**What is being asked:** Go through the records and filter out every line lacking the word "Some"; copy the lines that remain.

____

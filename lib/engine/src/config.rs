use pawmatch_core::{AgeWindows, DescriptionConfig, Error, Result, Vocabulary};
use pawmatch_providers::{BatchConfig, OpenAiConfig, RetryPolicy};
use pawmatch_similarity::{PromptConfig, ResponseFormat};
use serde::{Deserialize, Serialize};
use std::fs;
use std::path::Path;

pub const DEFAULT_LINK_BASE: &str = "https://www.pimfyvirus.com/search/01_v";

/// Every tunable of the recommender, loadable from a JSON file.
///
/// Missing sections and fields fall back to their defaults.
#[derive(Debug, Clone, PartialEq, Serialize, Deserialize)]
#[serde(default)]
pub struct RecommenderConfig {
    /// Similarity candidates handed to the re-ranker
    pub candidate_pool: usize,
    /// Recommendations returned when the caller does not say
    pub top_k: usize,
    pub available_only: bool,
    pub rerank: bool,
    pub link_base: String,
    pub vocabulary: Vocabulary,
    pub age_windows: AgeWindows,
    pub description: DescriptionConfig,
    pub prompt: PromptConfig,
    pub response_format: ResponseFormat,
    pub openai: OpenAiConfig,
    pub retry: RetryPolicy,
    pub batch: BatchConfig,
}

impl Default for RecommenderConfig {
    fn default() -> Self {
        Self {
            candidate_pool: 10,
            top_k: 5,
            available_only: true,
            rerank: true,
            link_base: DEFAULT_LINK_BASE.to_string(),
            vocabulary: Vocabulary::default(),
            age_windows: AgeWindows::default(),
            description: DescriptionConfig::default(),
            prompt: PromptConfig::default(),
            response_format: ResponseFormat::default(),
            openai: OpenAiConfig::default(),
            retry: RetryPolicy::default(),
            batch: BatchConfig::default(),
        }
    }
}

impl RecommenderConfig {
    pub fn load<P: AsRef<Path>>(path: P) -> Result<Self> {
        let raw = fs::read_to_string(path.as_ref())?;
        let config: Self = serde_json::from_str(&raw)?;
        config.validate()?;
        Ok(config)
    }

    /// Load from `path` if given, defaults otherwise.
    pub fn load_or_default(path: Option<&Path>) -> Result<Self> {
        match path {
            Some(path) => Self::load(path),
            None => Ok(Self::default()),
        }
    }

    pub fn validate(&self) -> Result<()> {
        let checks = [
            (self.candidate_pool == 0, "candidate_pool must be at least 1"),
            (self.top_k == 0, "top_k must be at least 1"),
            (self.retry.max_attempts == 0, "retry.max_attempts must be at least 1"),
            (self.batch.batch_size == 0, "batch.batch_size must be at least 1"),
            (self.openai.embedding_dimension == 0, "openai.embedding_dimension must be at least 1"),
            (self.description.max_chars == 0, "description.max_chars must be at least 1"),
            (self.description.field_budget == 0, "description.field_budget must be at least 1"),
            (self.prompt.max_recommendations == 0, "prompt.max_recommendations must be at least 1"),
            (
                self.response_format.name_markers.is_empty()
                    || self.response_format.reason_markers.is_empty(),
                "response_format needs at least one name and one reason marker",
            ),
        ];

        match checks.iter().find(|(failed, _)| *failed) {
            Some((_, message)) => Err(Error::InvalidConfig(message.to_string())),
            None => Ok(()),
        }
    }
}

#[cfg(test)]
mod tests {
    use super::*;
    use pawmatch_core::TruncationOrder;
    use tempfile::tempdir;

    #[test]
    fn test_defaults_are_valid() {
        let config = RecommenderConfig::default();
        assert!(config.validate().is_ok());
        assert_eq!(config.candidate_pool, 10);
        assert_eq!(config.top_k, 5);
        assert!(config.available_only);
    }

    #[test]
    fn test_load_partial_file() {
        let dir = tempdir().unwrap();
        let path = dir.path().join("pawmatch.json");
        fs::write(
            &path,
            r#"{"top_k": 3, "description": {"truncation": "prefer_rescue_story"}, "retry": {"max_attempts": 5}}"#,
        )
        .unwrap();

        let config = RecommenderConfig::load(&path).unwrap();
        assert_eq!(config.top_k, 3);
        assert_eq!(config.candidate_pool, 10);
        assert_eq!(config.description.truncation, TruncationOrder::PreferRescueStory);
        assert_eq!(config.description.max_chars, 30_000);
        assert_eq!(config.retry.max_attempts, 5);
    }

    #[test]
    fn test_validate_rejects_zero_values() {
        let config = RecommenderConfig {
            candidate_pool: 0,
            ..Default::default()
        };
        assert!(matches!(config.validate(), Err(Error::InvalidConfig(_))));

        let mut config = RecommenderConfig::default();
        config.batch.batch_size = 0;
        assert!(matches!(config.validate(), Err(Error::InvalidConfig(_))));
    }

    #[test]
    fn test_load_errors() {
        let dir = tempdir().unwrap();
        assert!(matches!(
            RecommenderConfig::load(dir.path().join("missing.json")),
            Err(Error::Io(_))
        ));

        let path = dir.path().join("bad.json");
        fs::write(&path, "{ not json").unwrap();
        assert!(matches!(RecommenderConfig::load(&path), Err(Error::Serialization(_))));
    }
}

____

**Your solution:**
            Some(path) => Self::load(path),
            Some((_, message)) => Err(Error::InvalidConfig(message.to_string())),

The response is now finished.